About forty years ago, a then-young man who published a literary magazine put me in touch with three other then-young women whose poetry and creative fiction he also published. We four women found much in common with one another, and a fervent and enthusiastic letter-friendship developed between us. They lived in various places in the United States; Massachusetts and California, and I in Canada.

We shared, through our long-term and voluminous writing career informing one another of our successes and hopes, information about our respective families. As our children grew and matured we discussed that, just as we discussed what we were each engrossed in writing about, and the publishing successes each of us met with.

Since that long-ago time, one of the women dropped out of our mutual correspondence, another died ten years ago of natural causes due to poor health, and there remains two; myself and another, still living in California. Now, we are able to correspond through the Internet via email, sending one another laconic messages.

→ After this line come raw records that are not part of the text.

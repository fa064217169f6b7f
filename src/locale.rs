use std::fmt;
use std::str::FromStr;
use thiserror::Error;
use time::{Date, Month, Weekday};

static ARABIC_WEEKDAYS: [&str; 7] = [
    "الأحد",
    "الإثنين",
    "الثلاثاء",
    "الأربعاء",
    "الخميس",
    "الجمعة",
    "السبت",
];

static ARABIC_MONTHS: [&str; 12] = [
    "يناير",
    "فبراير",
    "مارس",
    "أبريل",
    "مايو",
    "يونيو",
    "يوليو",
    "أغسطس",
    "سبتمبر",
    "أكتوبر",
    "نوفمبر",
    "ديسمبر",
];

static ENGLISH_WEEKDAYS: [&str; 7] = [
    "Sunday",
    "Monday",
    "Tuesday",
    "Wednesday",
    "Thursday",
    "Friday",
    "Saturday",
];

/// Language used for the day view.  The month-grid picker always uses English
/// names.
#[derive(Clone, Copy, Debug, Default, Eq, Hash, PartialEq)]
pub(crate) enum Locale {
    #[default]
    Arabic,
    English,
}

impl Locale {
    pub(crate) fn weekday_name(self, wd: Weekday) -> &'static str {
        let i = usize::from(wd.number_days_from_sunday());
        match self {
            Locale::Arabic => ARABIC_WEEKDAYS[i],
            Locale::English => ENGLISH_WEEKDAYS[i],
        }
    }

    pub(crate) fn month_name(self, month: Month) -> String {
        match self {
            Locale::Arabic => String::from(ARABIC_MONTHS[usize::from(u8::from(month) - 1)]),
            Locale::English => month.to_string(),
        }
    }

    /// Long form of a date, e.g. "10 August 2025"
    pub(crate) fn date_text(self, date: Date) -> String {
        format!(
            "{} {} {}",
            date.day(),
            self.month_name(date.month()),
            date.year()
        )
    }

    /// Separator placed between the names of commemorated saints
    pub(crate) fn list_separator(self) -> &'static str {
        match self {
            Locale::Arabic => "، ",
            Locale::English => ", ",
        }
    }
}

impl fmt::Display for Locale {
    fn fmt(&self, f: &mut fmt::Formatter<'_>) -> fmt::Result {
        match self {
            Locale::Arabic => write!(f, "ar"),
            Locale::English => write!(f, "en"),
        }
    }
}

impl FromStr for Locale {
    type Err = ParseLocaleError;

    fn from_str(s: &str) -> Result<Locale, ParseLocaleError> {
        match s.to_ascii_lowercase().as_str() {
            "ar" | "arabic" => Ok(Locale::Arabic),
            "en" | "english" => Ok(Locale::English),
            _ => Err(ParseLocaleError(s.to_owned())),
        }
    }
}

#[derive(Clone, Debug, Eq, Error, PartialEq)]
#[error("unknown locale {0:?}; expected \"ar\" or \"en\"")]
pub(crate) struct ParseLocaleError(String);
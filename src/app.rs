use crate::display::{DayWidget, DisplayController};
use crate::menu::{Contact, Menu};
use crate::picker::{Picker, PickerHit, PickerLayout, PickerPopup};
use crate::store::DataLoad;
use crossterm::event::{
    poll, read, Event, KeyCode, KeyEvent, KeyModifiers, MouseButton, MouseEvent, MouseEventKind,
};
use ratatui::{
    backend::Backend,
    buffer::Buffer,
    layout::Rect,
    widgets::{StatefulWidget, Widget},
    Terminal,
};
use std::io::{self, Write};
use std::path::PathBuf;
use std::time::Duration;
use time::Date;

/// How long to wait for input before checking on a pending data load
const LOAD_POLL_INTERVAL: Duration = Duration::from_millis(100);

#[derive(Debug)]
pub(crate) struct App {
    today: Date,
    display: DisplayController,
    picker: Picker,
    state: AppState,
    data_path: PathBuf,
    pending: Option<DataLoad>,
    // Area of the last draw, used to work out what a mouse click hit
    area: Rect,
}

impl App {
    pub(crate) fn new(today: Date, display: DisplayController, data_path: PathBuf) -> App {
        let picker = Picker::new(display.selected());
        App {
            today,
            display,
            picker,
            state: AppState::Day,
            data_path,
            pending: None,
            area: Rect::default(),
        }
    }

    /// Start the app with annotations still loading in the background
    pub(crate) fn loading(mut self, load: DataLoad) -> App {
        self.pending = Some(load);
        self
    }

    pub(crate) fn run<B: Backend>(mut self, terminal: &mut Terminal<B>) -> io::Result<()> {
        while !self.quitting() {
            self.draw(terminal)?;
            self.handle_input()?;
        }
        Ok(())
    }

    fn draw<B: Backend>(&mut self, terminal: &mut Terminal<B>) -> io::Result<()> {
        terminal.draw(|frame| frame.render_widget(&mut *self, frame.area()))?;
        Ok(())
    }

    fn handle_input(&mut self) -> io::Result<()> {
        // While data is loading, wake up periodically so that it can be shown
        // as soon as it arrives.
        if self.pending.is_some() && !poll(LOAD_POLL_INTERVAL)? {
            self.check_pending();
            return Ok(());
        }
        let normal_modifiers = KeyModifiers::NONE | KeyModifiers::SHIFT;
        let event = read()?;
        if let Some(KeyEvent {
            code, modifiers, ..
        }) = event.as_key_press_event()
        {
            if modifiers == KeyModifiers::CONTROL && code == KeyCode::Char('c') {
                self.state = AppState::Quitting;
            } else if !normal_modifiers.contains(modifiers) || !self.handle_key(code) {
                self.beep()?;
            }
        } else if let Event::Mouse(MouseEvent {
            kind: MouseEventKind::Down(MouseButton::Left),
            column,
            row,
            ..
        }) = event
        {
            self.handle_click(column, row);
        }
        // else: Redraw on resize, and we might as well redraw on other stuff
        // too
        self.check_pending();
        Ok(())
    }

    fn check_pending(&mut self) {
        let Some(load) = self.pending.as_ref() else {
            return;
        };
        if let Some(data) = load.try_finish() {
            log::debug!("Annotations from {} are ready", load.path().display());
            self.pending = None;
            self.display.replace_data(data);
        }
    }

    // Returns `false` if the user pressed an invalid key
    fn handle_key(&mut self, key: KeyCode) -> bool {
        log::debug!("Key {key:?} in state {:?}", self.state);
        if self.picker.is_open() {
            return self.handle_picker_key(key);
        }
        match self.state {
            AppState::Day => match key {
                KeyCode::Char('l') | KeyCode::Right => self.display.advance(1).is_ok(),
                KeyCode::Char('h') | KeyCode::Left => self.display.advance(-1).is_ok(),
                KeyCode::Char('j') | KeyCode::Down => self.display.advance(7).is_ok(),
                KeyCode::Char('k') | KeyCode::Up => self.display.advance(-7).is_ok(),
                KeyCode::Char('0') | KeyCode::Home => {
                    self.display.select_date(self.today);
                    true
                }
                KeyCode::Char('g') | KeyCode::Enter => {
                    self.picker.open(self.display.selected());
                    true
                }
                KeyCode::Char('m' | '?') => {
                    self.state = AppState::Menu;
                    true
                }
                KeyCode::Char('r') => self.reload(),
                KeyCode::Char('q') | KeyCode::Esc => {
                    self.state = AppState::Quitting;
                    true
                }
                _ => false,
            },
            AppState::Menu => match key {
                KeyCode::Char('c') => {
                    self.state = AppState::Contact;
                    true
                }
                KeyCode::Char('m' | '?' | 'q') | KeyCode::Esc => {
                    self.state = AppState::Day;
                    true
                }
                _ => false,
            },
            AppState::Contact => {
                self.state = AppState::Day;
                true
            }
            AppState::Quitting => false,
        }
    }

    fn handle_picker_key(&mut self, key: KeyCode) -> bool {
        match key {
            KeyCode::Char('l') | KeyCode::Right => self.picker.move_cursor(1).is_ok(),
            KeyCode::Char('h') | KeyCode::Left => self.picker.move_cursor(-1).is_ok(),
            KeyCode::Char('j') | KeyCode::Down => self.picker.move_cursor(7).is_ok(),
            KeyCode::Char('k') | KeyCode::Up => self.picker.move_cursor(-7).is_ok(),
            KeyCode::Char('[') | KeyCode::PageUp => self.picker.step_month(-1).is_ok(),
            KeyCode::Char(']') | KeyCode::PageDown => self.picker.step_month(1).is_ok(),
            KeyCode::Enter => self.picker.pick_cursor(&mut self.display).is_ok(),
            KeyCode::Char('g' | 'q') | KeyCode::Esc => {
                self.picker.close();
                true
            }
            _ => false,
        }
    }

    fn handle_click(&mut self, column: u16, row: u16) {
        if !self.picker.is_open() {
            return;
        }
        let Ok(grid) = self.picker.grid(self.today, self.display.selected()) else {
            return;
        };
        match PickerLayout::new(self.area).hit(&grid, column, row) {
            PickerHit::Cell(date) => {
                if let Err(e) =
                    self.picker
                        .pick_day(&mut self.display, date.year(), date.month(), date.day())
                {
                    log::warn!("{e}");
                }
            }
            PickerHit::Outside => self.picker.close(),
            PickerHit::Inside => (),
        }
    }

    // Returns `false` if a load is already in progress
    fn reload(&mut self) -> bool {
        if self.pending.is_some() {
            return false;
        }
        log::info!("Reloading annotations from {}", self.data_path.display());
        self.pending = Some(DataLoad::spawn(self.data_path.clone()));
        true
    }

    fn beep(&self) -> io::Result<()> {
        io::stdout().write_all(b"\x07")
    }

    fn quitting(&self) -> bool {
        self.state == AppState::Quitting
    }
}

impl Widget for &mut App {
    fn render(self, area: Rect, buf: &mut Buffer) {
        self.area = area;
        DayWidget::new(&self.display)
            .loading(self.pending.is_some())
            .render(area, buf);
        if self.picker.is_open() {
            PickerPopup::new(
                self.today,
                self.display.selected(),
                self.display.seasons(),
            )
            .render(area, buf, &mut self.picker);
        } else if self.state == AppState::Menu {
            Menu::default().render(area, buf);
        } else if self.state == AppState::Contact {
            Contact::default().render(area, buf);
        }
    }
}

#[derive(Clone, Copy, Debug, Eq, PartialEq)]
enum AppState {
    Day,
    Menu,
    Contact,
    Quitting,
}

But she still maintains a list of friends to whom she annually sends a Christmas message tucked into a jolly Christmas greeting card, where she updates others in more detail on what has been occurring in her life. I received one of those annual communications this week and in it she informs that her grandchildren, a young woman and young man are preparing to launch themselves into university studies for law and medicine, respectively.

And that she has just completed preparing a manuscript to be published, the second in as many years; last year's was a historical novel, this year it is a collection of short stories and a novella. She is self-publishing, but publishing. I too have been self-publishing, but not in hard-copy form; rather, in a series of blogs, one of which is devoted to my creative literary muse.

She writes of a difficult year, with many health problems erupting, "but nothing life-threatening", for herself, while her husband "has been at death's door a number of times...He is in real bad shape now". But while it sounds dire, it is typical of her; any letters received over the years have been replete with hard-luck health-and-accident stories that have occurred either to herself or family members - or distant acquaintances. Vintage.

The final sentence in her missive was an enquiry about how everything is proceeding in my family.
Prompting me to respond. By mail. With a reciprocal jolly Christmas card. And chirping message of advanced-age-related health problems.